Please repeat all of the records, keeping every word unchanged.
::: Data shown
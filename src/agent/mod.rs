//! Agent Module
//!
//! LLM provider seam, specialist roles and their shared execution contract.

mod output;
mod provider;
mod research;
mod specialist;
mod types;

pub use output::{
    AgentOutput, CodeArtifact, ComplianceReport, GrowthPlan, ResearchFindings, ReviewReport, RiskAssessment,
    RolePayload,
};
pub use provider::{LLMConfig, LLMProvider, LLMResponse, OpenAICompatibleProvider, ProviderError, TierPricing};
pub use research::{Citation, ResearchQuery, ResearchResult, ResearchService, RetrievalStrategy, SearchHit};
pub use specialist::SpecialistAgent;
pub use types::{AgentConfig, SpecialistRole};
//! Human-in-the-loop gate. Terminal node of every run.

use serde::{Deserialize, Serialize};
use tracing::info;

use super::{SafetyAction, SafetyVerdict};
use crate::orchestrator::{DeploymentContext, OrchestratorState};

pub const HITL_CONFIDENCE_THRESHOLD: f32 = 0.6;
pub const SANITIZED_REASON: &str = "Content was sanitized by safety agent";

#[derive(Debug, Clone, PartialEq, Serialize, Deserialize)]
pub struct HitlDecision {
    pub required: bool,
    pub reason: Option<String>,
}

impl HitlDecision {
    /// Low confidence first, then the deployment context. A sanitized
    /// answer always needs review and overrides the reason.
    pub fn evaluate(confidence: f32, context: DeploymentContext, verdict: Option<&SafetyVerdict>) -> Self {
        let mut decision = if confidence < HITL_CONFIDENCE_THRESHOLD {
            Self {
                required: true,
                reason: Some(format!("Low confidence: {:.2}", confidence)),
            }
        } else if context.requires_review() {
            Self {
                required: true,
                reason: Some(format!("Deployment context '{}' requires human review", context)),
            }
        } else {
            Self {
                required: false,
                reason: None,
            }
        };

        if verdict.map(|v| v.action) == Some(SafetyAction::Sanitize) {
            decision.required = true;
            decision.reason = Some(SANITIZED_REASON.to_string());
        }
        decision
    }
}

pub struct HitlGate;

impl HitlGate {
    pub fn apply(state: &mut OrchestratorState) {
        let decision = HitlDecision::evaluate(
            state.confidence,
            state.deployment_context,
            state.safety_verdict.as_ref(),
        );
        if decision.required {
            info!(
                trace_id = %state.trace_id,
                reason = decision.reason.as_deref().unwrap_or_default(),
                "Human review required"
            );
        }
        state.hitl_required = decision.required;
        state.hitl_reason = decision.reason;
        state.next_agent = None;
    }
}

#[cfg(test)]
mod tests {
    use super::*;

    fn verdict(action: SafetyAction) -> SafetyVerdict {
        SafetyVerdict {
            safe: action == SafetyAction::Allow,
            threats: Vec::new(),
            action,
        }
    }

    #[test]
    fn test_low_confidence_requires_review() {
        let decision = HitlDecision::evaluate(0.4, DeploymentContext::General, None);
        assert!(decision.required);
        assert_eq!(decision.reason.as_deref(), Some("Low confidence: 0.40"));
    }

    #[test]
    fn test_low_confidence_wins_over_context() {
        let decision = HitlDecision::evaluate(0.3, DeploymentContext::Legal, None);
        assert!(decision.reason.unwrap().contains("Low confidence"));
    }

    #[test]
    fn test_sensitive_context_requires_review() {
        let decision = HitlDecision::evaluate(0.9, DeploymentContext::Financial, None);
        assert!(decision.required);
        assert!(decision.reason.unwrap().contains("financial"));
    }

    #[test]
    fn test_confident_general_answer_passes() {
        let allow = verdict(SafetyAction::Allow);
        let decision = HitlDecision::evaluate(0.85, DeploymentContext::General, Some(&allow));
        assert!(!decision.required);
        assert!(decision.reason.is_none());
    }

    #[test]
    fn test_sanitize_overrides_reason() {
        let sanitized = verdict(SafetyAction::Sanitize);
        let decision = HitlDecision::evaluate(0.2, DeploymentContext::Legal, Some(&sanitized));
        assert!(decision.required);
        assert_eq!(decision.reason.as_deref(), Some(SANITIZED_REASON));

        let decision = HitlDecision::evaluate(0.95, DeploymentContext::General, Some(&sanitized));
        assert!(decision.required);
    }

    #[test]
    fn test_gate_terminates_graph() {
        let mut state = OrchestratorState::new("q", "t");
        state.confidence = 0.4;
        HitlGate::apply(&mut state);
        assert!(state.hitl_required);
        assert!(state.next_agent.is_none());
    }
}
::::::
• _Solution to the problem_:
filename src/agent/mod.rs
//! Agent Module
//!
//! LLM provider seam, specialist roles and their shared execution contract.

mod output;
mod provider;
mod research;
mod specialist;
mod types;

pub use output::{
    AgentOutput, CodeArtifact, ComplianceReport, GrowthPlan, ResearchFindings, ReviewReport, RiskAssessment,
    RolePayload,
};
pub use provider::{LLMConfig, LLMProvider, LLMResponse, OpenAICompatibleProvider, ProviderError, TierPricing};
pub use research::{Citation, ResearchQuery, ResearchResult, ResearchService, RetrievalStrategy, SearchHit};
pub use specialist::SpecialistAgent;
pub use types::{AgentConfig, SpecialistRole};
//! Human-in-the-loop gate. Terminal node of every run.

use serde::{Deserialize, Serialize};
use tracing::info;

use super::{SafetyAction, SafetyVerdict};
use crate::orchestrator::{DeploymentContext, OrchestratorState};

pub const HITL_CONFIDENCE_THRESHOLD: f32 = 0.6;
pub const SANITIZED_REASON: &str = "Content was sanitized by safety agent";

#[derive(Debug, Clone, PartialEq, Serialize, Deserialize)]
pub struct HitlDecision {
    pub required: bool,
    pub reason: Option<String>,
}

impl HitlDecision {
    /// Low confidence first, then the deployment context. A sanitized
    /// answer always needs review and overrides the reason.
    pub fn evaluate(confidence: f32, context: DeploymentContext, verdict: Option<&SafetyVerdict>) -> Self {
        let mut decision = if confidence < HITL_CONFIDENCE_THRESHOLD {
            Self {
                required: true,
                reason: Some(format!("Low confidence: {:.2}", confidence)),
            }
        } else if context.requires_review() {
            Self {
                required: true,
                reason: Some(format!("Deployment context '{}' requires human review", context)),
            }
        } else {
            Self {
                required: false,
                reason: None,
            }
        };

        if verdict.map(|v| v.action) == Some(SafetyAction::Sanitize) {
            decision.required = true;
            decision.reason = Some(SANITIZED_REASON.to_string());
        }
        decision
    }
}

pub struct HitlGate;

impl HitlGate {
    pub fn apply(state: &mut OrchestratorState) {
        let decision = HitlDecision::evaluate(
            state.confidence,
            state.deployment_context,
            state.safety_verdict.as_ref(),
        );
        if decision.required {
            info!(
                trace_id = %state.trace_id,
                reason = decision.reason.as_deref().unwrap_or_default(),
                "Human review required"
            );
        }
        state.hitl_required = decision.required;
        state.hitl_reason = decision.reason;
        state.next_agent = None;
    }
}

#[cfg(test)]
mod tests {
    use super::*;

    fn verdict(action: SafetyAction) -> SafetyVerdict {
        SafetyVerdict {
            safe: action == SafetyAction::Allow,
            threats: Vec::new(),
            action,
        }
    }

    #[test]
    fn test_low_confidence_requires_review() {
        let decision = HitlDecision::evaluate(0.4, DeploymentContext::General, None);
        assert!(decision.required);
        assert_eq!(decision.reason.as_deref(), Some("Low confidence: 0.40"));
    }

    #[test]
    fn test_low_confidence_wins_over_context() {
        let decision = HitlDecision::evaluate(0.3, DeploymentContext::Legal, None);
        assert!(decision.reason.unwrap().contains("Low confidence"));
    }

    #[test]
    fn test_sensitive_context_requires_review() {
        let decision = HitlDecision::evaluate(0.9, DeploymentContext::Financial, None);
        assert!(decision.required);
        assert!(decision.reason.unwrap().contains("financial"));
    }

    #[test]
    fn test_confident_general_answer_passes() {
        let allow = verdict(SafetyAction::Allow);
        let decision = HitlDecision::evaluate(0.85, DeploymentContext::General, Some(&allow));
        assert!(!decision.required);
        assert!(decision.reason.is_none());
    }

    #[test]
    fn test_sanitize_overrides_reason() {
        let sanitized = verdict(SafetyAction::Sanitize);
        let decision = HitlDecision::evaluate(0.2, DeploymentContext::Legal, Some(&sanitized));
        assert!(decision.required);
        assert_eq!(decision.reason.as_deref(), Some(SANITIZED_REASON));

        let decision = HitlDecision::evaluate(0.95, DeploymentContext::General, Some(&sanitized));
        assert!(decision.required);
    }

    #[test]
    fn test_gate_terminates_graph() {
        let mut state = OrchestratorState::new("q", "t");
        state.confidence = 0.4;
        HitlGate::apply(&mut state);
        assert!(state.hitl_required);
        assert!(state.next_agent.is_none());
    }
}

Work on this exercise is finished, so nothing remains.